/---
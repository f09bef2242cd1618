//! Instrument definitions priced by the engines.

pub mod vanilla;

pub use vanilla::OptionContract;
use approx::assert_relative_eq;
use optionrisk::core::{OptionType, PricingEngine, PricingError};
use optionrisk::engines::analytic::{BlackScholesEngine, bsm_greeks, bsm_price};
use optionrisk::instruments::OptionContract;
use optionrisk::market::MarketState;

#[derive(Debug, Clone, Copy)]
struct ReferenceCase {
    option_type: OptionType,
    spot: f64,
    strike: f64,
    rate: f64,
    dividend_yield: f64,
    vol: f64,
    expiry: f64,
    expected: f64,
}

// Haug (2007) Ch. 1 and Hull (11th ed.) Example 15.6.
const CASES: [ReferenceCase; 6] = [
    ReferenceCase {
        option_type: OptionType::Call,
        spot: 60.0,
        strike: 65.0,
        rate: 0.08,
        dividend_yield: 0.0,
        vol: 0.30,
        expiry: 0.25,
        expected: 2.133_368_444_916_204,
    },
    ReferenceCase {
        option_type: OptionType::Put,
        spot: 100.0,
        strike: 95.0,
        rate: 0.10,
        dividend_yield: 0.05,
        vol: 0.20,
        expiry: 0.5,
        expected: 2.464_787_646_755_823,
    },
    ReferenceCase {
        option_type: OptionType::Call,
        spot: 42.0,
        strike: 40.0,
        rate: 0.10,
        dividend_yield: 0.0,
        vol: 0.20,
        expiry: 0.5,
        expected: 4.759_422_392_871_535,
    },
    ReferenceCase {
        option_type: OptionType::Put,
        spot: 42.0,
        strike: 40.0,
        rate: 0.10,
        dividend_yield: 0.0,
        vol: 0.20,
        expiry: 0.5,
        expected: 0.808_599_372_900_096,
    },
    ReferenceCase {
        option_type: OptionType::Call,
        spot: 100.0,
        strike: 100.0,
        rate: 0.05,
        dividend_yield: 0.0,
        vol: 0.20,
        expiry: 1.0,
        expected: 10.450_583_572_185_565,
    },
    ReferenceCase {
        option_type: OptionType::Call,
        spot: 100.0,
        strike: 100.0,
        rate: 0.05,
        dividend_yield: 0.01,
        vol: 0.20,
        expiry: 0.5,
        expected: 6.594_025_324_130_108,
    },
];

#[test]
fn free_function_matches_reference_values() {
    for case in CASES {
        let px = bsm_price(
            case.option_type,
            case.spot,
            case.strike,
            case.rate,
            case.dividend_yield,
            case.vol,
            case.expiry,
        );
        assert_relative_eq!(px, case.expected, max_relative = 1e-8);
    }
}

#[test]
fn engine_matches_free_functions() {
    let engine = BlackScholesEngine::new();
    for case in CASES {
        let market = MarketState::builder()
            .spot(case.spot)
            .rate(case.rate)
            .dividend_yield(case.dividend_yield)
            .vol(case.vol)
            .build()
            .unwrap();
        let option = match case.option_type {
            OptionType::Call => OptionContract::european_call(case.strike, case.expiry),
            OptionType::Put => OptionContract::european_put(case.strike, case.expiry),
        };

        let result = engine.price(&option, &market).unwrap();
        assert_relative_eq!(result.price, case.expected, max_relative = 1e-8);

        let greeks = bsm_greeks(
            case.option_type,
            case.spot,
            case.strike,
            case.rate,
            case.dividend_yield,
            case.vol,
            case.expiry,
        );
        assert_eq!(result.greeks, greeks);
    }
}

#[test]
fn engine_rejects_invalid_inputs() {
    let engine = BlackScholesEngine::new();
    let market = MarketState::builder().spot(100.0).vol(0.2).build().unwrap();

    assert!(matches!(
        engine.price(&OptionContract::american_call(100.0, 1.0), &market),
        Err(PricingError::InvalidArgument(_))
    ));
    assert!(matches!(
        engine.price(&OptionContract::european_call(-1.0, 1.0), &market),
        Err(PricingError::InvalidArgument(_))
    ));
    assert!(MarketState::builder().spot(0.0).vol(0.2).build().is_err());
}

#[test]
fn price_approaches_intrinsic_as_expiry_shrinks() {
    for (option_type, spot, intrinsic) in [
        (OptionType::Call, 110.0, 10.0),
        (OptionType::Put, 90.0, 10.0),
        (OptionType::Call, 90.0, 0.0),
    ] {
        let near = bsm_price(option_type, spot, 100.0, 0.05, 0.02, 0.3, 1e-8);
        assert!((near - intrinsic).abs() < 1e-6, "{option_type}: {near}");
        assert_eq!(bsm_price(option_type, spot, 100.0, 0.05, 0.02, 0.3, 0.0), intrinsic);
    }
}

#[test]
fn gamma_matches_finite_difference_delta() {
    let eps = 1e-3;
    for option_type in [OptionType::Call, OptionType::Put] {
        let up = bsm_greeks(option_type, 100.0 + eps, 105.0, 0.03, 0.01, 0.25, 0.75).delta;
        let dn = bsm_greeks(option_type, 100.0 - eps, 105.0, 0.03, 0.01, 0.25, 0.75).delta;
        let gamma = bsm_greeks(option_type, 100.0, 105.0, 0.03, 0.01, 0.25, 0.75).gamma;
        assert_relative_eq!((up - dn) / (2.0 * eps), gamma, max_relative = 1e-6);
    }
}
\---
Task brief — The records above must be output exactly, in full.

Result of this exercise —
repository f09bef2242cd1618
//! Instrument definitions priced by the engines.

pub mod vanilla;

pub use vanilla::OptionContract;
use approx::assert_relative_eq;
use optionrisk::core::{OptionType, PricingEngine, PricingError};
use optionrisk::engines::analytic::{BlackScholesEngine, bsm_greeks, bsm_price};
use optionrisk::instruments::OptionContract;
use optionrisk::market::MarketState;

#[derive(Debug, Clone, Copy)]
struct ReferenceCase {
    option_type: OptionType,
    spot: f64,
    strike: f64,
    rate: f64,
    dividend_yield: f64,
    vol: f64,
    expiry: f64,
    expected: f64,
}

// Haug (2007) Ch. 1 and Hull (11th ed.) Example 15.6.
const CASES: [ReferenceCase; 6] = [
    ReferenceCase {
        option_type: OptionType::Call,
        spot: 60.0,
        strike: 65.0,
        rate: 0.08,
        dividend_yield: 0.0,
        vol: 0.30,
        expiry: 0.25,
        expected: 2.133_368_444_916_204,
    },
    ReferenceCase {
        option_type: OptionType::Put,
        spot: 100.0,
        strike: 95.0,
        rate: 0.10,
        dividend_yield: 0.05,
        vol: 0.20,
        expiry: 0.5,
        expected: 2.464_787_646_755_823,
    },
    ReferenceCase {
        option_type: OptionType::Call,
        spot: 42.0,
        strike: 40.0,
        rate: 0.10,
        dividend_yield: 0.0,
        vol: 0.20,
        expiry: 0.5,
        expected: 4.759_422_392_871_535,
    },
    ReferenceCase {
        option_type: OptionType::Put,
        spot: 42.0,
        strike: 40.0,
        rate: 0.10,
        dividend_yield: 0.0,
        vol: 0.20,
        expiry: 0.5,
        expected: 0.808_599_372_900_096,
    },
    ReferenceCase {
        option_type: OptionType::Call,
        spot: 100.0,
        strike: 100.0,
        rate: 0.05,
        dividend_yield: 0.0,
        vol: 0.20,
        expiry: 1.0,
        expected: 10.450_583_572_185_565,
    },
    ReferenceCase {
        option_type: OptionType::Call,
        spot: 100.0,
        strike: 100.0,
        rate: 0.05,
        dividend_yield: 0.01,
        vol: 0.20,
        expiry: 0.5,
        expected: 6.594_025_324_130_108,
    },
];

#[test]
fn free_function_matches_reference_values() {
    for case in CASES {
        let px = bsm_price(
            case.option_type,
            case.spot,
            case.strike,
            case.rate,
            case.dividend_yield,
            case.vol,
            case.expiry,
        );
        assert_relative_eq!(px, case.expected, max_relative = 1e-8);
    }
}

#[test]
fn engine_matches_free_functions() {
    let engine = BlackScholesEngine::new();
    for case in CASES {
        let market = MarketState::builder()
            .spot(case.spot)
            .rate(case.rate)
            .dividend_yield(case.dividend_yield)
            .vol(case.vol)
            .build()
            .unwrap();
        let option = match case.option_type {
            OptionType::Call => OptionContract::european_call(case.strike, case.expiry),
            OptionType::Put => OptionContract::european_put(case.strike, case.expiry),
        };

        let result = engine.price(&option, &market).unwrap();
        assert_relative_eq!(result.price, case.expected, max_relative = 1e-8);

        let greeks = bsm_greeks(
            case.option_type,
            case.spot,
            case.strike,
            case.rate,
            case.dividend_yield,
            case.vol,
            case.expiry,
        );
        assert_eq!(result.greeks, greeks);
    }
}

#[test]
fn engine_rejects_invalid_inputs() {
    let engine = BlackScholesEngine::new();
    let market = MarketState::builder().spot(100.0).vol(0.2).build().unwrap();

    assert!(matches!(
        engine.price(&OptionContract::american_call(100.0, 1.0), &market),
        Err(PricingError::InvalidArgument(_))
    ));
    assert!(matches!(
        engine.price(&OptionContract::european_call(-1.0, 1.0), &market),
        Err(PricingError::InvalidArgument(_))
    ));
    assert!(MarketState::builder().spot(0.0).vol(0.2).build().is_err());
}

#[test]
fn price_approaches_intrinsic_as_expiry_shrinks() {
    for (option_type, spot, intrinsic) in [
        (OptionType::Call, 110.0, 10.0),
        (OptionType::Put, 90.0, 10.0),
        (OptionType::Call, 90.0, 0.0),
    ] {
        let near = bsm_price(option_type, spot, 100.0, 0.05, 0.02, 0.3, 1e-8);
        assert!((near - intrinsic).abs() < 1e-6, "{option_type}: {near}");
        assert_eq!(bsm_price(option_type, spot, 100.0, 0.05, 0.02, 0.3, 0.0), intrinsic);
    }
}

#[test]
fn gamma_matches_finite_difference_delta() {
    let eps = 1e-3;
    for option_type in [OptionType::Call, OptionType::Put] {
        let up = bsm_greeks(option_type, 100.0 + eps, 105.0, 0.03, 0.01, 0.25, 0.75).delta;
        let dn = bsm_greeks(option_type, 100.0 - eps, 105.0, 0.03, 0.01, 0.25, 0.75).delta;
        let gamma = bsm_greeks(option_type, 100.0, 105.0, 0.03, 0.01, 0.25, 0.75).gamma;
        assert_relative_eq!((up - dn) / (2.0 * eps), gamma, max_relative = 1e-6);
    }
}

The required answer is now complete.